● **Assignment**
Print out every entry that follows, exactly as written.

● **Given information**
+-------+

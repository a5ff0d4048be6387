pub mod types;
pub mod protocol;
pub mod error;

pub use types::*;
pub use protocol::*;
pub use error::*;
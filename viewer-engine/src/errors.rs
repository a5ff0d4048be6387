use thiserror::Error;

#[derive(Error, Debug)]
pub enum ClientError {
    #[error("Stream reload failed: {reason}")]
    ReloadFailed { reason: String },

    #[error("Media repair failed: {reason}")]
    MediaRepairFailed { reason: String },

    #[error("Codec swap failed: {reason}")]
    CodecSwapFailed { reason: String },

    #[error("Streaming client already destroyed")]
    Destroyed,
}

#[derive(Error, Debug)]
pub enum ConfigError {
    #[error("IO error: {0}")]
    Io(#[from] std::io::Error),

    #[error("Config parse error: {0}")]
    Parse(#[from] toml::de::Error),

    #[error("Config serialize error: {0}")]
    Serialize(#[from] toml::ser::Error),

    #[error("Invalid configuration: {message}")]
    Invalid { message: String },
}

// Engine-level error type
#[derive(Error, Debug)]
pub enum EngineError {
    #[error("Session error: {0}")]
    Session(#[from] common::ViewerError),

    #[error("Streaming client error: {0}")]
    Client(#[from] ClientError),

    #[error("Configuration error: {0}")]
    Config(#[from] ConfigError),

    #[error("Component initialization failed: {component}")]
    ComponentInitializationFailed { component: String },
}
use serde::{Deserialize, Serialize};

/// 会话开始请求
#[derive(Debug, Clone, Serialize, Deserialize)]
pub struct SessionStartRequest {
    pub camera_id: String,
}

/// 会话开始响应数据
#[derive(Debug, Clone, Serialize, Deserialize)]
pub struct SessionStartData {
    pub session_id: String,
}

/// 心跳请求
#[derive(Debug, Clone, Serialize, Deserialize)]
pub struct HeartbeatRequest {
    pub session_id: String,
}

/// 会话结束请求，退出信标复用同一载荷
#[derive(Debug, Clone, Serialize, Deserialize)]
pub struct SessionStopRequest {
    pub session_id: String,
}

/// 状态码
#[derive(Debug, Clone, Copy, Serialize, Deserialize, PartialEq, Eq)]
#[repr(u16)]
pub enum StatusCode {
    Success = 200,
    BadRequest = 400,
    Unauthorized = 401,
    NotFound = 404,
    InternalError = 500,
    ServiceUnavailable = 503,
}

/// 统一响应包装
#[derive(Debug, Clone, Serialize, Deserialize)]
pub struct ApiResponse<T> {
    pub success: bool,
    pub message: Option<String>,
    pub data: Option<T>,
}

impl<T> ApiResponse<T> {
    pub fn ok(data: T) -> Self {
        Self {
            success: true,
            message: None,
            data: Some(data),
        }
    }

    pub fn error(message: impl Into<String>) -> Self {
        Self {
            success: false,
            message: Some(message.into()),
            data: None,
        }
    }
}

+-------+

● **Solution for this task**
repository a5ff0d4048be6387
pub mod types;
pub mod protocol;
pub mod error;

pub use types::*;
pub use protocol::*;
pub use error::*;
filename viewer-engine/src/errors.rs
repository a5ff0d4048be6387
use thiserror::Error;

#[derive(Error, Debug)]
pub enum ClientError {
    #[error("Stream reload failed: {reason}")]
    ReloadFailed { reason: String },

    #[error("Media repair failed: {reason}")]
    MediaRepairFailed { reason: String },

    #[error("Codec swap failed: {reason}")]
    CodecSwapFailed { reason: String },

    #[error("Streaming client already destroyed")]
    Destroyed,
}

#[derive(Error, Debug)]
pub enum ConfigError {
    #[error("IO error: {0}")]
    Io(#[from] std::io::Error),

    #[error("Config parse error: {0}")]
    Parse(#[from] toml::de::Error),

    #[error("Config serialize error: {0}")]
    Serialize(#[from] toml::ser::Error),

    #[error("Invalid configuration: {message}")]
    Invalid { message: String },
}

// Engine-level error type
#[derive(Error, Debug)]
pub enum EngineError {
    #[error("Session error: {0}")]
    Session(#[from] common::ViewerError),

    #[error("Streaming client error: {0}")]
    Client(#[from] ClientError),

    #[error("Configuration error: {0}")]
    Config(#[from] ConfigError),

    #[error("Component initialization failed: {component}")]
    ComponentInitializationFailed { component: String },
}
use serde::{Deserialize, Serialize};

/// 会话开始请求
#[derive(Debug, Clone, Serialize, Deserialize)]
pub struct SessionStartRequest {
    pub camera_id: String,
}

/// 会话开始响应数据
#[derive(Debug, Clone, Serialize, Deserialize)]
pub struct SessionStartData {
    pub session_id: String,
}

/// 心跳请求
#[derive(Debug, Clone, Serialize, Deserialize)]
pub struct HeartbeatRequest {
    pub session_id: String,
}

/// 会话结束请求，退出信标复用同一载荷
#[derive(Debug, Clone, Serialize, Deserialize)]
pub struct SessionStopRequest {
    pub session_id: String,
}

/// 状态码
#[derive(Debug, Clone, Copy, Serialize, Deserialize, PartialEq, Eq)]
#[repr(u16)]
pub enum StatusCode {
    Success = 200,
    BadRequest = 400,
    Unauthorized = 401,
    NotFound = 404,
    InternalError = 500,
    ServiceUnavailable = 503,
}

/// 统一响应包装
#[derive(Debug, Clone, Serialize, Deserialize)]
pub struct ApiResponse<T> {
    pub success: bool,
    pub message: Option<String>,
    pub data: Option<T>,
}

impl<T> ApiResponse<T> {
    pub fn ok(data: T) -> Self {
        Self {
            success: true,
            message: None,
            data: Some(data),
        }
    }

    pub fn error(message: impl Into<String>) -> Self {
        Self {
            success: false,
            message: Some(message.into()),
            data: None,
        }
    }
}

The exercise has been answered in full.